I wasn't sure where to open a ticket because I'm not sure where the error is really coming from... I think it's an SGLang issue but I wasn't clear.

spice hill Apr 17, 2025, 3:46 AM

#

fluid scroll Yeah, I just want to run this thing. I'm happy to spend on GPUs for a period of ...

are you still here?

#

ive never used sglang but

#

vllm pipeline parallel works well with multi node

#

even with not. that good network bandwidth

fluid scroll Apr 17, 2025, 4:13 AM

#

I'm still trying @spice hill.

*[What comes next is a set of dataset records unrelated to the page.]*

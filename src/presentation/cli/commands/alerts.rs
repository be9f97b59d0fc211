use crate::domain::ports::store::AlertStore;
use crate::presentation::cli::formatters::alert_fmt::{format_alerts, no_alerts};
use crate::presentation::cli::formatters::snapshot_fmt::print_section_header;

/// Print the last `count` alert events, newest first.
///
/// # Errors
///
/// Returns an error if the store query fails or JSON serialization fails.
pub fn run_alerts(store: &dyn AlertStore, count: usize, json: bool) -> anyhow::Result<()> {
    let alerts = store
        .recent_alerts(count)
        .map_err(|e| anyhow::anyhow!("failed to read alerts: {e}"))?;

    if json {
        println!("{}", serde_json::to_string_pretty(&alerts)?);
        return Ok(());
    }

    if alerts.is_empty() {
        println!("{}", no_alerts());
        return Ok(());
    }

    print_section_header(&format!("🚨 Last {} alert(s)", alerts.len()));
    println!("{}", format_alerts(&alerts));
    Ok(())
}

Have you tested vLLM with Instant Cluster or do you have another solution where I can test multi-gpu in the cloud to run this?

spice hill Apr 17, 2025, 4:14 AM

#

@fluid scroll but do you really need multigpu?

fluid scroll Apr 17, 2025, 4:14 AM

#

Yeah, I specifically need to test tensor parallelism and pipeline parallelism: 2 nodes of 8 x H100

spice hill Apr 17, 2025, 4:14 AM

#

i mean

#

you can host the same model in 1 node

#

you want deepseek v3 at fp8

#

right?

fluid scroll Apr 17, 2025, 4:18 AM

#

My requirements are to run Deepseek-V3-0324 over two nodes by whatever means - I just have to see that pipeline and tensor parallelism can work for the model

spice hill Apr 17, 2025, 4:18 AM

#

okay

#

is sglang required too?

fluid scroll Apr 17, 2025, 4:18 AM

#

It's less about actually using it - more about showing it can work

#

No, it can be anything

#

vLLM would be fine too

spice hill Apr 17, 2025, 4:18 AM

#

vllm should work

#

ive done it in the past

fluid scroll Apr 17, 2025, 4:18 AM

#

Have you got that working in Runpod Instant Clusters?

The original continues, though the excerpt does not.